--- Task inputs Enclosed Below ---
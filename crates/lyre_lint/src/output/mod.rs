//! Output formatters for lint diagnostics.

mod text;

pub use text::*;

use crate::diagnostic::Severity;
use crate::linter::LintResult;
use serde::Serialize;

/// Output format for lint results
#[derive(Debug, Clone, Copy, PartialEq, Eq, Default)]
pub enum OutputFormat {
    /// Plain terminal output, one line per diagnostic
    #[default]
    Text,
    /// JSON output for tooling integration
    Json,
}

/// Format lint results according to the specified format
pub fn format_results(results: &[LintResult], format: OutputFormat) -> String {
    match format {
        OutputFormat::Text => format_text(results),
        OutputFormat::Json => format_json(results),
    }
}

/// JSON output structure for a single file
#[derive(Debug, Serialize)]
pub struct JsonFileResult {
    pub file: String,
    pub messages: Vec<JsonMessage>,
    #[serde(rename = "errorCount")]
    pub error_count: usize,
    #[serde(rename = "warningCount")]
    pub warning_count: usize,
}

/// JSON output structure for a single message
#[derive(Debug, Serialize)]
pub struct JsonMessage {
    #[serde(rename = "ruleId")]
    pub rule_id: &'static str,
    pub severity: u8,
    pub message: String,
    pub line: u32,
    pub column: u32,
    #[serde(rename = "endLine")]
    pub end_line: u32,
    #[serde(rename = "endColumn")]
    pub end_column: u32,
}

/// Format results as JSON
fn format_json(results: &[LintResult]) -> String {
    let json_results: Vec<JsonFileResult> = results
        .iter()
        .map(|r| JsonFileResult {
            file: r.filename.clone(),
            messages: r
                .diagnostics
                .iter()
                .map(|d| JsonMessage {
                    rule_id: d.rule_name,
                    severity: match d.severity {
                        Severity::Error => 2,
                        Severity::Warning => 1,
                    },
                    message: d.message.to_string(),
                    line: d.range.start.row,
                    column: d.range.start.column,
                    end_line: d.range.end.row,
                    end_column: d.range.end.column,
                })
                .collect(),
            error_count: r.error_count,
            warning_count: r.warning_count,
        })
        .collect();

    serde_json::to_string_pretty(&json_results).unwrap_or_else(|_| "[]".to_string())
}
--- End of Enclosed Task inputs ---
--- Task inputs Enclosed Below ---
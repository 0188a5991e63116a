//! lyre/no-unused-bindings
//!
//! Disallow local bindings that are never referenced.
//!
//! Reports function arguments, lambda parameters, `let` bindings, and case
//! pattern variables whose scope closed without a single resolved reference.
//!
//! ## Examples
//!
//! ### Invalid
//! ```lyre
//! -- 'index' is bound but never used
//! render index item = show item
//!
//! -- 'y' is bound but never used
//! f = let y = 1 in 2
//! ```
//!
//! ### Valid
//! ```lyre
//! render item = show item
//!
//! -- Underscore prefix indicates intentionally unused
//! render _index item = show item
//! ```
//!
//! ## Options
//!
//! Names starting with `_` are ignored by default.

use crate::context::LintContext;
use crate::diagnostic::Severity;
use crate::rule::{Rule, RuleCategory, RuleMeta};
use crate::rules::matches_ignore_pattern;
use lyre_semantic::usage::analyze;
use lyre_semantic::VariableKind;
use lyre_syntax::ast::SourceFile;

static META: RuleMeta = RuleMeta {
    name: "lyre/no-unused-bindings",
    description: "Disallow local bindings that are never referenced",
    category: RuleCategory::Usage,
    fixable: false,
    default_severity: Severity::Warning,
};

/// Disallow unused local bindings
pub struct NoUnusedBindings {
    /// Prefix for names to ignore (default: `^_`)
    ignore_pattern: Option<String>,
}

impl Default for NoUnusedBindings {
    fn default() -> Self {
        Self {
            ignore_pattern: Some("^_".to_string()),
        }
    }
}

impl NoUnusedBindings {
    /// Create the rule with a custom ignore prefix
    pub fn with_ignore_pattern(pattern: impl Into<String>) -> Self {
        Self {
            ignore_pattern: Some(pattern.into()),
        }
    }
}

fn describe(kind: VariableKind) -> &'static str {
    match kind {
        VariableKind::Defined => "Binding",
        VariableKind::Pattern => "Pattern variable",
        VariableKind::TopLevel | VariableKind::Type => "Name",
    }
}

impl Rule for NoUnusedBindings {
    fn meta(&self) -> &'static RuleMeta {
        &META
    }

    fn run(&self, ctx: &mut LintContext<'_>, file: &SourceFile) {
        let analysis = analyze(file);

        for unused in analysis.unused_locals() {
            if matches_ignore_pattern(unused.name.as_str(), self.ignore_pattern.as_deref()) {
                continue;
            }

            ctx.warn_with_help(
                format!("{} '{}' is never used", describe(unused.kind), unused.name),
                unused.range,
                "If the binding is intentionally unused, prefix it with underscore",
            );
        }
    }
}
--- End of Enclosed Task inputs ---
** Task item **
When a line in the data above contains the string "LintResult", copy that line.

** Answer section **
use crate::linter::LintResult;
pub fn format_results(results: &[LintResult], format: OutputFormat) -> String {
fn format_json(results: &[LintResult]) -> String {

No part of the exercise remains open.